From psychiatry and cognitive science to education and marketing, many experts draw on discoveries from human brain imaging to inform their practice. However, few consumers of neuroimaging findings fully appreciate the methodological and environmental variables that these techniques often impose. For example, in a typical functional magnetic resonance imaging (fMRI) experiment, participants lie motionless in a body-sized bore while piercing screeches, thumps, and hums thunder around their head for up to an hour. In a customary electroencephalography (EEG) experiment, participants sit upright, alone, in a small, silent, and often dimly lit room, while staring at and responding to a computer screen for extended periods of time. Of the many glaring discrepancies between such imaging environments and everyday life, this review focuses on the role of body posture. We summarize important findings from research examining the relationship between posture and brain data, highlight the mechanisms underlying these postural influences, and discuss experimental techniques that can help overcome postural caveats in human brain research.
Neuroimagers seldom draw on research suggesting that environmental variables impact human cognition. Meanwhile, an entire field of research, entitled “embodied cognition,” highlights the intricate relationship among our cognitive capacities, ongoing sensorimotor state, and surrounding environment (Thompson and Varela, 2001; Wilson, 2002; Thompson, 2005; Di Paolo and Thompson, 2014). Relevant postural findings highlight that slouching increases measures of helplessness and stress (Riskind and Gotay, 1982) and expansive postures increase testosterone, decrease cortisol, and amplify feelings of power and risk-tolerance (Carney et al., 2010). Static imaging environments further diminish cognitive loads related to balance, moving visual fields, and social interaction (Hari and Kujala, 2009).
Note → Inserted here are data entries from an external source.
use chrono::{DateTime, Utc};

use super::{Fine, Loan, loan::is_overdue};

/// 1日あたりの延滞金（デフォルト）
pub const DEFAULT_DAILY_RATE: f64 = 1.0;

/// 延滞金ポリシー
///
/// 貸出の日時から延滞金を計算する純粋な関数の抽象。
/// 呼び出し側を変えずに計算方法（段階料金など）を差し替えられる。
pub trait FinePolicy: Send + Sync {
    /// 延滞金を計算する
    ///
    /// `now` は未返却の貸出で基準時刻として使われる。
    /// 戻り値は常に0以上。
    fn compute_fine(&self, loan: &Loan, now: DateTime<Utc>) -> Fine;
}

/// 日額制の延滞金ポリシー
///
/// ビジネスルール：
/// - 延滞していなければ0
/// - 基準時刻 = 返却日時（未返却ならnow）
/// - 延滞金 = 延滞日数（端数切り捨て） × 日額
#[derive(Debug, Clone, Copy, PartialEq)]
pub struct DailyRateFinePolicy {
    daily_rate: f64,
}

impl DailyRateFinePolicy {
    pub fn new(daily_rate: f64) -> Self {
        Self { daily_rate }
    }
}

impl Default for DailyRateFinePolicy {
    fn default() -> Self {
        Self::new(DEFAULT_DAILY_RATE)
    }
}

impl FinePolicy for DailyRateFinePolicy {
    fn compute_fine(&self, loan: &Loan, now: DateTime<Utc>) -> Fine {
        if !is_overdue(loan, now) {
            return Fine::ZERO;
        }

        let reference = loan.returned_at.unwrap_or(now);
        let whole_days = (reference - loan.due_date).num_days();

        Fine::new(whole_days as f64 * self.daily_rate)
    }
}
mod errors;
mod loan_service;
mod overdue_detection;
mod return_outcome;

pub use errors::{LoanApplicationError, Result};
pub use loan_service::{ServiceDependencies, list_loans, loan_book, return_book};
pub use overdue_detection::detect_overdue_loans;
pub use return_outcome::ReturnOutcome;
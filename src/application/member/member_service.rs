use crate::application::notifications;
use crate::domain::{Member, MemberRegistered, commands::RegisterMember};
use crate::ports::{MemberRepository, Notifier};
use std::sync::Arc;

use super::errors::{MemberApplicationError, Result};

/// サービスの依存関係
#[derive(Clone)]
pub struct ServiceDependencies {
    pub member_repository: Arc<dyn MemberRepository>,
    pub notifier: Arc<dyn Notifier>,
}

/// 会員を登録し、歓迎メッセージを送る
///
/// 会員IDの重複は検査しない。通知の失敗は登録を取り消さない。
pub fn register_member(
    deps: &ServiceDependencies,
    cmd: RegisterMember,
) -> Result<MemberRegistered> {
    let member = Member::new(cmd.name, cmd.member_id);

    deps.member_repository
        .add(member.clone())
        .map_err(MemberApplicationError::RepositoryError)?;

    notifications::send(deps.notifier.as_ref(), &member, &notifications::welcome());

    tracing::info!(member_id = %member.member_id, "Member registered: {}", member.name);

    Ok(MemberRegistered {
        member_id: member.member_id,
        name: member.name,
    })
}

/// 全会員を追加順で取得する
pub fn list_members(deps: &ServiceDependencies) -> Result<Vec<Member>> {
    deps.member_repository
        .find_all()
        .map_err(MemberApplicationError::RepositoryError)
}
use crate::domain::Member;

use super::errors::NotificationError;

pub type Result<T> = std::result::Result<T, NotificationError>;

/// 通知ポート
///
/// 会員への通知配信メカニズムを抽象化する。
/// 実装はメール、SMSなど。複数チャネルへの配信は`CompositeNotifier`で合成する。
pub trait Notifier: Send + Sync {
    /// 会員に通知を送る
    fn notify(&self, member: &Member, subject: &str, message: &str) -> Result<()>;
}
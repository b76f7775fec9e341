use crate::domain::{Book, Isbn};

use super::errors::RepositoryError;

pub type Result<T> = std::result::Result<T, RepositoryError>;

/// 書籍リポジトリポート
///
/// 書籍の保管とISBNによる検索を抽象化する。
pub trait BookRepository: Send + Sync {
    /// 書籍を追加する
    ///
    /// 重複キーの検査は行わない（呼び出し側の責務）。
    fn add(&self, book: Book) -> Result<()>;

    /// ISBNで書籍を検索する（最初に追加されたものを返す）
    fn find_by_isbn(&self, isbn: &Isbn) -> Result<Option<Book>>;

    /// 全書籍を追加順で取得する
    ///
    /// 戻り値はスナップショット。後の追加を見るには再取得が必要。
    fn find_all(&self) -> Result<Vec<Book>>;

    /// 同じISBNを持つ最初の書籍を置き換える
    ///
    /// 存在しない場合は`RepositoryError::NotFound`。
    fn update(&self, book: Book) -> Result<()>;
}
Considering these factors, some scientists demand a new neuroscientific model—the “embodied brain”—to better account for the ongoing interactions between brain, body, and environment (Kiverstein and Miller, 2015).
Imaging Methods and Imaging Postures
Popular functional neuroimaging modalities collect electromagnetic or hemodynamic brain data (Table 1). EEG and magnetoencephalography (MEG) record electric and magnetic signals from pyramidal neurons; fMRI measures deoxygenated blood concentrations that correlate with neural activity; and functional near infrared spectroscopy (fNIRS) measures oxygenated and deoxygenated blood flow. EEG and MEG come with spatial precision of about 1 cm, yet millisecond temporal resolution; fMRI provides millimetric spatial resolution but temporal precision of ~1 s; fNIRS excels in neither temporal nor spatial resolution and comes with a high signal-to-noise ratio compared to fMRI (Cui et al., 2011). MEG outperforms EEG in terms of signal-to-noise ratio when accessing deeper brain regions (Goldenholz et al., 2009). Each imaging modality, moreover, permits a subset of body positions. Participants can wear EEG and fNIRS caps throughout a wide range of postures (see Table 1) and, with proper equipment, can move and interact with their environment; MEG restricts participants to an adjustable seat that can adopt any position between an upright chair and a horizontal bench; and most fMRI options constrain participants to horizontal positions. Compared to portable technologies (i.e., EEG and fNIRS), the large and static imaging devices (i.e., fMRI and MEG) permit fewer posture, yet provide higher-quality data. These intrinsic differences lend certain imaging modalities more advantageous for specific applications and research questions but less so for others (e.g., the postural constraints of most MRI scanners would make fMRI a good way to explore the sleeping brain, but less ideal to study the driving brain).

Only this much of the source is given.